To see Carmen now you wouldn’t know that only months earlier she was just beginning to speak, eat better during meal times and shine in the classroom. Carmen was thought to be a quiet young child who was not adjusting well in school. Then, a United Way Bright Smiles dental outreach worker examined Carmen for potential oral health problems; she found severe tooth decay and abscesses.
Tooth decay is the single most common, chronic disease among U.S. children—five times more common than asthma. Yet, it is completely preventable. Children with untreated decay suffer from pain, infection and premature loss of teeth, which can cause behavioral, learning and developmental problems. Children from low income families are more likely to be uninsured or under insured and less likely to see a dentist. Nationally, 80 percent of tooth decay is found in just 25 percent of children.
Like United Ways across the country, Greater Twin Cities United Way is ensuring children learn healthy behaviors that can prevent costly, future problems. Bright Smiles is a community partnership providing oral healthcare for low-income children ages five and under in the Twin Cities metro area. They screen for tooth decay, educate families on the importance of oral health and coordinate further dental care as needed. Since the program started three years ago, Bright Smiles partners have provided dental services to nearly 12,000 children, most having never seen a dentist before and one-third having no insurance.
Preschool staff at Carmen’s school and their dental clinic partners encouraged her parents to accompany her at dental appointments, despite their fear of the dentist and concern about costs. Eventually, Carmen received the critical treatment she needed through United Way Bright Smiles. Investing in preventative care and providing free health care services is another way United Way is creating a stronger foundation for everyone to enjoy the basic building blocks of a good life—education, income, and health.

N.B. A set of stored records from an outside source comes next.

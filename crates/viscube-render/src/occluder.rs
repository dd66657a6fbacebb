//! Occluder geometry submitted to the capture and silhouette draws.
//!
//! The host tags renderers as occluders and hands them to the passes as
//! [`OccluderDraw`] records through an [`OccluderSource`]. The passes never
//! walk a scene graph themselves.

use glam::{Mat4, Vec3};
use wgpu::util::DeviceExt;

use viscube_core::BoundingSphere;

/// Vertex layout of occluder geometry: position only.
#[repr(C)]
#[derive(Debug, Clone, Copy, bytemuck::Pod, bytemuck::Zeroable)]
pub struct OccluderVertex {
    /// Object-space position.
    pub position: [f32; 3],
}

impl OccluderVertex {
    const ATTRIBUTES: [wgpu::VertexAttribute; 1] = wgpu::vertex_attr_array![0 => Float32x3];

    /// Vertex buffer layout for pipeline creation.
    #[must_use]
    pub fn layout() -> wgpu::VertexBufferLayout<'static> {
        wgpu::VertexBufferLayout {
            array_stride: std::mem::size_of::<OccluderVertex>() as wgpu::BufferAddress,
            step_mode: wgpu::VertexStepMode::Vertex,
            attributes: &Self::ATTRIBUTES,
        }
    }
}

/// GPU representation of per-occluder uniforms.
#[repr(C)]
#[derive(Debug, Clone, Copy, bytemuck::Pod, bytemuck::Zeroable)]
pub struct ModelUniforms {
    /// Object-to-world matrix.
    pub model: [[f32; 4]; 4],
}

/// Bind group layout for per-occluder model uniforms (group 2 of the
/// capture and silhouette pipelines).
#[must_use]
pub fn model_bind_group_layout(device: &wgpu::Device) -> wgpu::BindGroupLayout {
    device.create_bind_group_layout(&wgpu::BindGroupLayoutDescriptor {
        label: Some("Occluder Model Bind Group Layout"),
        entries: &[wgpu::BindGroupLayoutEntry {
            binding: 0,
            visibility: wgpu::ShaderStages::VERTEX,
            ty: wgpu::BindingType::Buffer {
                ty: wgpu::BufferBindingType::Uniform,
                has_dynamic_offset: false,
                min_binding_size: None,
            },
            count: None,
        }],
    })
}

/// One occluder draw call: geometry buffers, model transform, and a world
/// bounding sphere for per-face culling.
pub struct OccluderDraw {
    /// Vertex buffer of [`OccluderVertex`].
    pub vertex_buffer: wgpu::Buffer,
    /// 32-bit index buffer.
    pub index_buffer: wgpu::Buffer,
    /// Number of indices to draw.
    pub index_count: u32,
    /// Bind group carrying the model matrix.
    pub model_bind_group: wgpu::BindGroup,
    /// World-space bounds used by per-face culling.
    pub bounds: BoundingSphere,
}

impl OccluderDraw {
    /// Uploads geometry and model transform for one occluder.
    #[must_use]
    pub fn new(
        device: &wgpu::Device,
        layout: &wgpu::BindGroupLayout,
        vertices: &[OccluderVertex],
        indices: &[u32],
        model: Mat4,
        bounds: BoundingSphere,
    ) -> Self {
        let vertex_buffer = device.create_buffer_init(&wgpu::util::BufferInitDescriptor {
            label: Some("Occluder Vertices"),
            contents: bytemuck::cast_slice(vertices),
            usage: wgpu::BufferUsages::VERTEX,
        });
        let index_buffer = device.create_buffer_init(&wgpu::util::BufferInitDescriptor {
            label: Some("Occluder Indices"),
            contents: bytemuck::cast_slice(indices),
            usage: wgpu::BufferUsages::INDEX,
        });
        let model_buffer = device.create_buffer_init(&wgpu::util::BufferInitDescriptor {
            label: Some("Occluder Model Uniforms"),
            contents: bytemuck::cast_slice(&[ModelUniforms {
                model: model.to_cols_array_2d(),
            }]),
            usage: wgpu::BufferUsages::UNIFORM,
        });
        let model_bind_group = device.create_bind_group(&wgpu::BindGroupDescriptor {
            label: Some("Occluder Model Bind Group"),
            layout,
            entries: &[wgpu::BindGroupEntry {
                binding: 0,
                resource: model_buffer.as_entire_binding(),
            }],
        });

        Self {
            vertex_buffer,
            index_buffer,
            index_count: indices.len() as u32,
            model_bind_group,
            bounds,
        }
    }

    /// Convenience constructor for an axis-aligned cube occluder.
    #[must_use]
    pub fn cube(
        device: &wgpu::Device,
        layout: &wgpu::BindGroupLayout,
        center: Vec3,
        half_extent: f32,
    ) -> Self {
        let h = half_extent;
        let vertices: Vec<OccluderVertex> = [
            [-h, -h, -h],
            [h, -h, -h],
            [h, h, -h],
            [-h, h, -h],
            [-h, -h, h],
            [h, -h, h],
            [h, h, h],
            [-h, h, h],
        ]
        .into_iter()
        .map(|position| OccluderVertex { position })
        .collect();

        #[rustfmt::skip]
        let indices: [u32; 36] = [
            0, 2, 1, 0, 3, 2, // -z
            4, 5, 6, 4, 6, 7, // +z
            0, 1, 5, 0, 5, 4, // -y
            3, 7, 6, 3, 6, 2, // +y
            0, 4, 7, 0, 7, 3, // -x
            1, 2, 6, 1, 6, 5, // +x
        ];

        Self::new(
            device,
            layout,
            &vertices,
            &indices,
            Mat4::from_translation(center),
            BoundingSphere {
                center,
                radius: half_extent * 3.0_f32.sqrt(),
            },
        )
    }
}

/// Supplies the occluder draws visible from the main camera, in submission
/// order.
pub trait OccluderSource {
    /// Occluders already culled by the host's main-camera visibility set.
    fn visible_occluders(&self) -> &[OccluderDraw];
}

/// A plain list of occluders, sufficient for hosts without their own
/// visibility system.
#[derive(Default)]
pub struct OccluderSet {
    draws: Vec<OccluderDraw>,
}

impl OccluderSet {
    /// Creates an empty set.
    #[must_use]
    pub fn new() -> Self {
        Self::default()
    }

    /// Adds an occluder.
    pub fn push(&mut self, draw: OccluderDraw) {
        self.draws.push(draw);
    }

    /// Removes every occluder.
    pub fn clear(&mut self) {
        self.draws.clear();
    }

    /// Number of occluders in the set.
    #[must_use]
    pub fn len(&self) -> usize {
        self.draws.len()
    }

    /// True when the set contains no occluders.
    #[must_use]
    pub fn is_empty(&self) -> bool {
        self.draws.is_empty()
    }
}

impl OccluderSource for OccluderSet {
    fn visible_occluders(&self) -> &[OccluderDraw] {
        &self.draws
    }
}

The success of United Way Bright Smiles has come through the development of partnerships among parents, dental providers and schools. Work is done to remove barriers such as long waiting lists, need for language translation or transportation and costs that cause families to delay care until there is an emergency.
Investing in screening and educating about healthy oral health practices prevents costly dental procedures, chronic pain and lost hours of school and work. This benefits far more than the children and families served directly. Everyone benefits when children are healthy and succeed in school, when families are financially stable and when people have good health.